About this exercise: From the first line of the data below, repeat each line exactly until you reach the line with "use std::env;"; include that line too.

Items from a dataset:
----------
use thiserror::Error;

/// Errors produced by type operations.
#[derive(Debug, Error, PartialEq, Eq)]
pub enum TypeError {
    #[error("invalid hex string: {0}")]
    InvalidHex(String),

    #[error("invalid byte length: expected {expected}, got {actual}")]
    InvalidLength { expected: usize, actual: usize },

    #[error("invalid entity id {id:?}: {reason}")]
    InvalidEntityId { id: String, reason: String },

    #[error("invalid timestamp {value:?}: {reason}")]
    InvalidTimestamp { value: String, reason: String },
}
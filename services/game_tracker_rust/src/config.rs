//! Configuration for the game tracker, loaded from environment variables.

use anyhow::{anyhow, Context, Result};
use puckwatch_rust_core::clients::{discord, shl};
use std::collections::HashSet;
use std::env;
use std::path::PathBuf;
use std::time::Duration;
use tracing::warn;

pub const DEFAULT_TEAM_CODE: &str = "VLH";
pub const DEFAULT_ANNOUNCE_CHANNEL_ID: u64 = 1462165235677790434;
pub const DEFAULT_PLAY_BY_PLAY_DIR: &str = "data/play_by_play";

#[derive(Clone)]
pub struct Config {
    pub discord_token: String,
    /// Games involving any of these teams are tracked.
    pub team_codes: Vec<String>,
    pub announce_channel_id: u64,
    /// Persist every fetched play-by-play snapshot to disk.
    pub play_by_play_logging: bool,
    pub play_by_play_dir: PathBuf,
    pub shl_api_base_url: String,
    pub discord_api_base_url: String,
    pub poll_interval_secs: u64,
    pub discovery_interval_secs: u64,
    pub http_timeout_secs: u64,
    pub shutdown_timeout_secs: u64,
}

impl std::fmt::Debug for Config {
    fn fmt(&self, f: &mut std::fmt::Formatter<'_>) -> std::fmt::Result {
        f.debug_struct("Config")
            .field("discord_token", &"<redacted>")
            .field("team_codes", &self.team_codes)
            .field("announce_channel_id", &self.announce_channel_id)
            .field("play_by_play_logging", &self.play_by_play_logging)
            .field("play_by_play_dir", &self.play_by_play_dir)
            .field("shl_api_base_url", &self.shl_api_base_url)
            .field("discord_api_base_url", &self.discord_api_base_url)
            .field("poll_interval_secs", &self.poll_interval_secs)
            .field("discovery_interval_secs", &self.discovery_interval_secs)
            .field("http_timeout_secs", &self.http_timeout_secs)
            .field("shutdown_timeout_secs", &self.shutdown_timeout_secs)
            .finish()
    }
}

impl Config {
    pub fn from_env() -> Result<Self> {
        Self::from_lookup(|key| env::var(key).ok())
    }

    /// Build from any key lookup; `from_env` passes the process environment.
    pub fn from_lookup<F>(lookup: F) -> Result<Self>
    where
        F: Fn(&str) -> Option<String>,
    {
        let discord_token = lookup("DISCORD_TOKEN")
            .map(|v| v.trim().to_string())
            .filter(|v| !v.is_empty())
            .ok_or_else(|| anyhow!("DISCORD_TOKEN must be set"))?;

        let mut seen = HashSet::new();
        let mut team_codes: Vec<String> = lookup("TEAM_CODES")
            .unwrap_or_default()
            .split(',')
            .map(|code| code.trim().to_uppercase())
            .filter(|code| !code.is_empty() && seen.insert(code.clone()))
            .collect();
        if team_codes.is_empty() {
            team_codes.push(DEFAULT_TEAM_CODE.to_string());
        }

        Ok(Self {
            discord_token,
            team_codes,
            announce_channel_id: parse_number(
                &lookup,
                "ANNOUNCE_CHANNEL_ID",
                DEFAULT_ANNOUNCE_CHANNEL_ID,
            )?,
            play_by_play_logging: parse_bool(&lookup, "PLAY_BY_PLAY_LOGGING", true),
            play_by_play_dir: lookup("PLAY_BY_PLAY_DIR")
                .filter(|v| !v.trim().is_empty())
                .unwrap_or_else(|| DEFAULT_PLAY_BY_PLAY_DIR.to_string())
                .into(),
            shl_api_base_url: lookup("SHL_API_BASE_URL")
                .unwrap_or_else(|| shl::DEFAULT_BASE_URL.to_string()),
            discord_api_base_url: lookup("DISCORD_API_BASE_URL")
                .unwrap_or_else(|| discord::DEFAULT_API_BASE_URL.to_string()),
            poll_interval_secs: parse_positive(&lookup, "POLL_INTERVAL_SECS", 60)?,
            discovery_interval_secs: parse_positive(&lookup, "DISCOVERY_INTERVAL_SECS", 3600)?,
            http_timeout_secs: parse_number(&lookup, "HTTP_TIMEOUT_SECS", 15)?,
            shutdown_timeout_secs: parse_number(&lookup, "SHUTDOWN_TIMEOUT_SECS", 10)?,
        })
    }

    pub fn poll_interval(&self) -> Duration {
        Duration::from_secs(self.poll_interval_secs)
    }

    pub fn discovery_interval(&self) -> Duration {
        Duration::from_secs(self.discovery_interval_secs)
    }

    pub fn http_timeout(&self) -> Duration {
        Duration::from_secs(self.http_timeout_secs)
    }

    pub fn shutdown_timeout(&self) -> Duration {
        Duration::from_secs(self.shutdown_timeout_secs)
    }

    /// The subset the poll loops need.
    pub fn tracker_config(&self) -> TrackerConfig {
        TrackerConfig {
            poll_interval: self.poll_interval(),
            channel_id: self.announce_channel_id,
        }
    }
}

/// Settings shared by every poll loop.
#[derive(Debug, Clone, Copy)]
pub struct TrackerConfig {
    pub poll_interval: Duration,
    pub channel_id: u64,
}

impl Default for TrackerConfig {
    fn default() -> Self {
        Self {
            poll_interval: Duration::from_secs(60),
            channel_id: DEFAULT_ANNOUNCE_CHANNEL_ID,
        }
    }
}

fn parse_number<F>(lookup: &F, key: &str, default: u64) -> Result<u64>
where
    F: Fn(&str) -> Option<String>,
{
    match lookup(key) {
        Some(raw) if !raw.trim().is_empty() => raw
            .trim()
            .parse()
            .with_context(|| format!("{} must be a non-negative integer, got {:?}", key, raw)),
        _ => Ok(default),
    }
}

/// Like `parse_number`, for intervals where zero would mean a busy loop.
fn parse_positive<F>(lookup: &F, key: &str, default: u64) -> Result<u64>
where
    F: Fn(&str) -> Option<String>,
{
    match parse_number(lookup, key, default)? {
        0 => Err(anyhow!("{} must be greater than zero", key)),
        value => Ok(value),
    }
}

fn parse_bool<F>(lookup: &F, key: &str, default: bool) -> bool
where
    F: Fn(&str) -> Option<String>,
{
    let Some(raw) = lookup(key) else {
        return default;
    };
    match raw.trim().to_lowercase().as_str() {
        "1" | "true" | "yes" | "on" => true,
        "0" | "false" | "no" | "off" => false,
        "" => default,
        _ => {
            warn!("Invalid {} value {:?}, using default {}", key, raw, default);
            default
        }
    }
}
----------
Task output:
use thiserror::Error;

/// Errors produced by type operations.
#[derive(Debug, Error, PartialEq, Eq)]
pub enum TypeError {
    #[error("invalid hex string: {0}")]
    InvalidHex(String),

    #[error("invalid byte length: expected {expected}, got {actual}")]
    InvalidLength { expected: usize, actual: usize },

    #[error("invalid entity id {id:?}: {reason}")]
    InvalidEntityId { id: String, reason: String },

    #[error("invalid timestamp {value:?}: {reason}")]
    InvalidTimestamp { value: String, reason: String },
}
filename services/game_tracker_rust/src/config.rs
//! Configuration for the game tracker, loaded from environment variables.

use anyhow::{anyhow, Context, Result};
use puckwatch_rust_core::clients::{discord, shl};
use std::collections::HashSet;
use std::env;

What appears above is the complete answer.